Massive bush fires across much of southern and eastern Australia exposed the frailty of electricity distribution systems in December and January.

The blazes caused 80,000 blackouts across NEM territory, affecting thousands of miles of network and damaging more than 5,000 power poles, according to Energy Networks Australia, Australia’s distribution system operator association.

Remote customers are particularly at risk from bush fire blackout problems, not just because they are joined to the network by long lines that are more prone to damage but also because it can take utility teams longer to locate and repair power line faults.

Solar takes lead in replacing the poles

To safeguard against such challenges, utilities in the state of Western Australia, which are not connected to the NEM, last year started exchanging remote customer grid connections for standalone power systems (SAPS), which typically comprise a mix of solar, battery storage and diesel generation.

Perth-based Western Power, which started piloting the concept in 2016, found that six SAPS customers had a total of less than five hours of power outages in a year, compared to almost 70 hours on the network connections they had previously been using. 

The pilot revealed customers were happier with their utility service and were relying on solar for more than 90 percent of their energy needs.

Beyond the customer benefits, SAPS is attractive to distribution network operators because the systems are easier and cheaper to maintain than poles and wires.

“All of our networks have very remote customers given the size and scale of Australia,” said Jill Cainey, general manager of networks at Energy Networks Australia, in an interview with GTM earlier this year. “That means there are a lot of long pieces of string connecting a very few customers to the wider distribution network.”

Western Australia-based Horizon Power last year became the first electricity provider in the country to begin moving customers onto SAPS on a commercial basis.

By October last year, it had pulled down around 40 miles of poles and cables and moved eight customers off-grid, with plans to install another 17 SAPS by the end of 2019. But the company that has embraced SAPS the most so far is Western Power.

The network operator has identified 15,000 sites that could benefit from moving to SAPS over the coming decade.
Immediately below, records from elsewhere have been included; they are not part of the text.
//! The `tip_history` table: an append-only log of `spend.tip` transfers,
//! separate from the generic `transactions` log so `history`/admin views
//! can show tip pairs without reconstructing them from two rows.

use chrono::{DateTime, Utc};
use rusqlite::params;
use std::sync::Arc;

use crate::error::LedgerError;
use crate::store::Store;

#[derive(Debug, Clone, PartialEq)]
pub struct Tip {
    pub id: i64,
    pub channel: String,
    pub sender: String,
    pub recipient: String,
    pub amount: i64,
    pub timestamp: DateTime<Utc>,
}

#[derive(Debug, Clone)]
pub struct TipRepo {
    store: Arc<Store>,
}

impl TipRepo {
    pub fn new(store: Arc<Store>) -> Self {
        Self { store }
    }

    pub async fn record(&self, channel: &str, sender: &str, recipient: &str, amount: i64) -> Result<(), LedgerError> {
        let channel = channel.to_string();
        let sender = sender.to_string();
        let recipient = recipient.to_string();
        self.store
            .with_conn(move |conn| {
                let now = Utc::now();
                conn.execute(
                    "INSERT INTO tip_history (channel, sender, recipient, amount, timestamp) VALUES (?1, ?2, ?3, ?4, ?5)",
                    params![channel, sender, recipient, amount, now],
                )?;
                Ok(())
            })
            .await
    }

    pub async fn recent_for_user(&self, channel: &str, username: &str, limit: i64) -> Result<Vec<Tip>, LedgerError> {
        let channel = channel.to_string();
        let username = username.to_string();
        self.store
            .with_conn(move |conn| {
                let mut stmt = conn.prepare(
                    "SELECT id, channel, sender, recipient, amount, timestamp FROM tip_history
                     WHERE channel = ?1 AND (sender = ?2 OR recipient = ?2)
                     ORDER BY timestamp DESC LIMIT ?3",
                )?;
                let rows = stmt.query_map(params![channel, username, limit], |row| {
                    Ok(Tip {
                        id: row.get(0)?,
                        channel: row.get(1)?,
                        sender: row.get(2)?,
                        recipient: row.get(3)?,
                        amount: row.get(4)?,
                        timestamp: row.get(5)?,
                    })
                })?;
                rows.collect()
            })
            .await
    }
}

#[cfg(test)]
mod tests {
    use super::*;

    #[tokio::test]
    async fn records_and_lists_tips() {
        let store = Store::open(":memory:", 5000, 1).unwrap();
        let repo = TipRepo::new(Arc::new(store));
        repo.record("c1", "alice", "bob", 50).await.unwrap();
        let tips = repo.recent_for_user("c1", "bob", 10).await.unwrap();
        assert_eq!(tips.len(), 1);
        assert_eq!(tips[0].amount, 50);
    }
}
That’s equivalent to 1.5 percent of all the customers in Western Australia’s Wholesale Electricity Market.

As of March, Western Power was working to move more than 60 sites onto SAPS. Elsewhere, “A lot of networks servicing regional and rural areas are looking at the technology,” said Michael Lewis, media and communications manager at Energy Networks Australia.

Red tape threatens expansion

But plans to extend SAPS into the NEM have hit a regulatory snag. Unlike distribution network operators in Western Australia, which are all owned by the state government, NEM players are private companies subject to competition regulation.

And the Australian Energy Market Commission is keen to make sure NEM customers have as much access to market competition for SAPS as they do for traditional electricity provision.

To this end, the Australian Energy Market Commission has proposed that NEM distribution network operators should ring-fence the distribution-related elements of SAPS, which are provided on a monopoly basis, from the generating systems, which could theoretically be procured on the open market.

In an explanatory note issued last December, the Australian Energy Regulator clarified its position, stating: “We grant waivers where the costs of ring-fencing compliance exceed [the] benefits to customers.”

However, Energy Networks Australia believes it will ultimately be up to distribution network operators to provide all the components of SAPS. Having to apply for a waiver in each case will simply delay the progress of installations that are beneficial to its members and their customers.

In February, it said: “The implicit assumption in the draft rules that effective competition will soon develop in the remote areas where SAPS will be installed is unrealistic.”

In fairness, the deployment of SAPS is not as critical in the NEM as in Western Australia. Based on research volunteered by network operators around the country, only around 2,400 of 9 million NEM customers would likely benefit from SAPS.

But as the experience of recent months has shown, these customers may be more susceptible to bush fire blackouts and harder to keep on the grid cost-effectively. And it’s not a trivial cost, which is why SAPS deployment stacks up economically even though the equipment involved is expensive.

“If you’ve got a community of 100 people which is 200 miles from the nearest substation, then you’re spending anything up to AUD $10,000 to $20,000 per year per customer just to clean the vegetation,” said Jeremy Harrison, principal analyst at consultancy Delta Energy & Environment.